L'Impromptu n° 3 fu scritto tra l'estate e l'autunno del 1827, come parte di un gruppo di quattro Impromptus pubblicati con il numero d'opera 90. Sebbene il titolo "Impromptu" suggerisca una composizione improvvisata, in realtà Schubert lavorò accuratamente su questi brani, rivedendoli e perfezionandoli meticolosamente.

Caratteristiche musicali:

L'Impromptu n° 3 si apre con un tema melodico dolce e cantabile, che viene sviluppato e variato nel corso del brano. La musica è caratterizzata da contrasti tra sezioni delicate e liriche e passaggi più intensi e drammatici. L'armonia è ricca e complessa, con frequenti modulazioni e cambi di tonalità.

Esecuzioni:

L'Impromptu n° 3 è uno dei brani più eseguiti di Schubert.
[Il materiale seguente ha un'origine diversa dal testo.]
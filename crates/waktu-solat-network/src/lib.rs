//! Network layer for waktu-solat.
//!
//! Provides the transport seam, client configuration, the request executor
//! and the uniform [`WaktuSolatError`] type.

pub mod config;
pub mod error;
pub mod executor;
pub mod transport;

pub use config::{ClientConfig, DEFAULT_BASE_URL, DEFAULT_TIMEOUT};
pub use error::{ErrorKind, Result, TransportError, WaktuSolatError};
pub use executor::{classify, MonthQuery, RequestExecutor};
pub use transport::{RawResponse, ReqwestTransport, Transport};

// Re-exported so custom transports need not depend on reqwest/async-trait directly.
pub use async_trait::async_trait;
pub use reqwest::Url;
//! Core types for waktu-solat.
//!
//! Immutable records for the Waktu Solat API and the decoder that builds them
//! from loosely typed JSON (numeric strings, nulls, omitted fields).

pub mod decode;
pub mod prayer;
pub mod records;

pub use decode::{decode_list, parse_json, DecodeError, FromJson};
pub use prayer::{MonthlyPrayerSchedule, Prayer, PrayerDay, PrayerDayBuilder};
pub use records::{ApiErrorPayload, StateEntry, ZoneDirectoryEntry};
È stato interpretato da innumerevoli pianisti nel corso degli anni, tra cui Alfred Cortot, Arthur Rubinstein, Sviatoslav Richter e Grigory Sokolov.

Curiosità:

  • L'Impromptu n° 3 è stato utilizzato in diversi film e programmi televisivi, tra cui "Il pianista" e "Downton Abbey".
  • Il brano è stato trascritto per altri strumenti, tra cui violino, violoncello e chitarra.
  • Esistono diverse registrazioni dell'Impromptu n° 3, sia discografiche che video.